04/03/2024

Grupo TIM vai negociar nova oferta pela Sparkle com o governo italiano

Conselho de administração da empresa considerou a proposta insatisfatória e mandou o CEO Pietro Labriola negociar ‘opção diferente’.

No início de fevereiro, o Grupo TIM recebeu uma oferta do governo da Itália para aquisição da Sparkle, empresa de atacado e dona de uma extensa rede de cabos submarinos, mas de acordo com o portal Reuters, o conselho de administração da tele consideraram a proposta baixa e mandaram o CEO Pietro Labriola negociar com o Tesouro uma nova oferta para a unidade.

Em comunicado, os diretores se reuniram nesta quarta-feira (07) e examinaram a proposta enviada pelo Ministério da Economia e Finanças (MEF). No entanto, o conselho entendeu que a proposta estatal é insuficiente para concretização do negócio.

O conselho de administração do Grupo TIM quer que Labriola negocie uma “opção diferente”, levando em conta “possíveis ajustes nos termos do contrato, na hipótese de a TIM manter uma participação na empresa por um certo período de tempo a apoiar a implementação do plano estratégico”, conforme trecho da nota divulgado à imprensa. Ou seja, pela nova estrutura potencial do negócio, o Grupo TIM manteria uma participação minoritária na Sparkle por um determinado período, com potencial aumento de preço.

Não foi revelado o valor proposto pelo governo italiano para aquisição do Sparkle, cuja rede se estende por 600 mil km e transmite informações entre países da Europa, do Mediterrâneo e das Américas, inclusive com pontos de presença (PoP) no Brasil. Na terça-feira, 6, a TIM italiana informou que a rede foi expandida para o Iraque, com a inauguração de um PoP em Erbil (também conhecida como Arbil).

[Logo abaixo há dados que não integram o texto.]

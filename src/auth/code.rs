use rand::{rngs::OsRng, Rng};

/// One-time verification code: exactly 6 ASCII digits drawn uniformly from
/// [100000, 999999] with the OS CSPRNG. The zero-padding is vacuous given the
/// range floor but kept as part of the output contract.
pub fn generate_code() -> String {
    format!("{:06}", OsRng.gen_range(100_000..=999_999))
}

#[cfg(test)]
mod tests {
    use super::*;

    #[test]
    fn codes_are_six_ascii_digits_in_range() {
        for _ in 0..1000 {
            let code = generate_code();
            assert_eq!(code.len(), 6);
            assert!(code.chars().all(|c| c.is_ascii_digit()));
            let n: u32 = code.parse().unwrap();
            assert!((100_000..=999_999).contains(&n));
        }
    }

    #[test]
    fn codes_vary_between_draws() {
        let codes: std::collections::HashSet<String> = (0..100).map(|_| generate_code()).collect();
        // 100 draws from 900k values colliding down to one would mean a
        // broken generator.
        assert!(codes.len() > 1);
    }
}
use serde::{Deserialize, Serialize};
use time::{Date, OffsetDateTime};
use uuid::Uuid;

use crate::auth::repo_types::{Role, User};

/// Request body for user registration.
#[derive(Debug, Deserialize)]
pub struct RegisterRequest {
    pub name: String,
    pub username: Option<String>,
    pub email: Option<String>,
    pub contact_number: String,
    pub password: String,
    pub date_of_birth: Option<Date>,
    pub gender: Option<String>,
    pub role: Option<Role>,
}

/// Request body for login. The identifier may be an email, an 11-digit
/// contact number, or a username.
#[derive(Debug, Deserialize)]
pub struct LoginRequest {
    pub identifier: String,
    pub password: String,
}

/// Request body for token refresh and logout. Absence of the token is a
/// distinct failure (Unauthorized) from an invalid one (Forbidden).
#[derive(Debug, Deserialize)]
pub struct RefreshRequest {
    pub refresh_token: Option<String>,
}

/// Request body for initiating a password reset or account verification.
#[derive(Debug, Deserialize)]
pub struct CodeRequest {
    pub reference: String,
}

/// Request body for the final password-reset step. The reset token itself
/// travels as a bearer credential, not in the body.
#[derive(Debug, Deserialize)]
pub struct ConfirmResetRequest {
    pub new_password: String,
    pub confirm_password: String,
}

/// A signed token together with its absolute expiry.
#[derive(Debug, Serialize)]
pub struct IssuedToken {
    pub token: String,
    pub expires: OffsetDateTime,
}

#[derive(Debug, Serialize)]
pub struct TokenPair {
    pub access_token: IssuedToken,
    pub refresh_token: IssuedToken,
}

/// Response returned after login.
#[derive(Debug, Serialize)]
pub struct AuthResponse {
    pub user: PublicUser,
    pub tokens: TokenPair,
}

#[derive(Debug, Serialize)]
pub struct AccessTokenResponse {
    pub access_token: String,
}

#[derive(Debug, Serialize)]
pub struct ResetTokenResponse {
    pub token: String,
}

#[derive(Debug, Serialize)]
pub struct MessageResponse {
    pub message: String,
}

/// Public part of the user returned to clients; the password hash is stripped.
#[derive(Debug, Serialize)]
pub struct PublicUser {
    pub id: Uuid,
    pub name: String,
    pub username: Option<String>,
    pub email: Option<String>,
    pub contact_number: String,
    pub date_of_birth: Option<Date>,
    pub gender: Option<String>,
    pub role: Role,
    pub verified: bool,
    pub created_at: OffsetDateTime,
}

impl From<User> for PublicUser {
    fn from(user: User) -> Self {
        Self {
            id: user.id,
            name: user.name,
            username: user.username,
            email: user.email,
            contact_number: user.contact_number,
            date_of_birth: user.date_of_birth,
            gender: user.gender,
            role: user.role,
            verified: user.verified,
            created_at: user.created_at,
        }
    }
}

#[cfg(test)]
mod tests {
    use super::*;
    use time::macros::datetime;

    #[test]
    fn public_user_has_no_password_field() {
        let user = User {
            id: Uuid::new_v4(),
            name: "Test Person".into(),
            username: None,
            email: Some("test@example.com".into()),
            contact_number: "01712345678".into(),
            password_hash: "$argon2id$v=19$secret".into(),
            date_of_birth: None,
            gender: None,
            role: Role::Doctor,
            verified: false,
            created_at: datetime!(2024-06-01 0:00 UTC),
            updated_at: datetime!(2024-06-01 0:00 UTC),
        };
        let json = serde_json::to_string(&PublicUser::from(user)).unwrap();
        assert!(!json.contains("password"));
        assert!(!json.contains("argon2id"));
        assert!(json.contains("\"role\":\"doctor\""));
    }
}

Entretanto, de acordo com fontes, a Sparkle valia até 750 milhões de euros (810 milhões de dólares), incluindo dívida e componentes variáveis. Já a TIM estimou uma avaliação de quase 1 bilhão de euros para a unidade, disseram fontes anteriormente.

A venda da unidade de cabos submarinos, assim como da NetCo, a unidade de infraestrutura de rede fixa vendida por 19 bilhões de euros (R$ 101,6 bilhões) em um acordo com o fundo KKR, são parte dos planos de reestruturação apresentado pelo CEO de se separar dos ativos de rede fixa do antigo monopólio telefônico para reduzir sua dívida.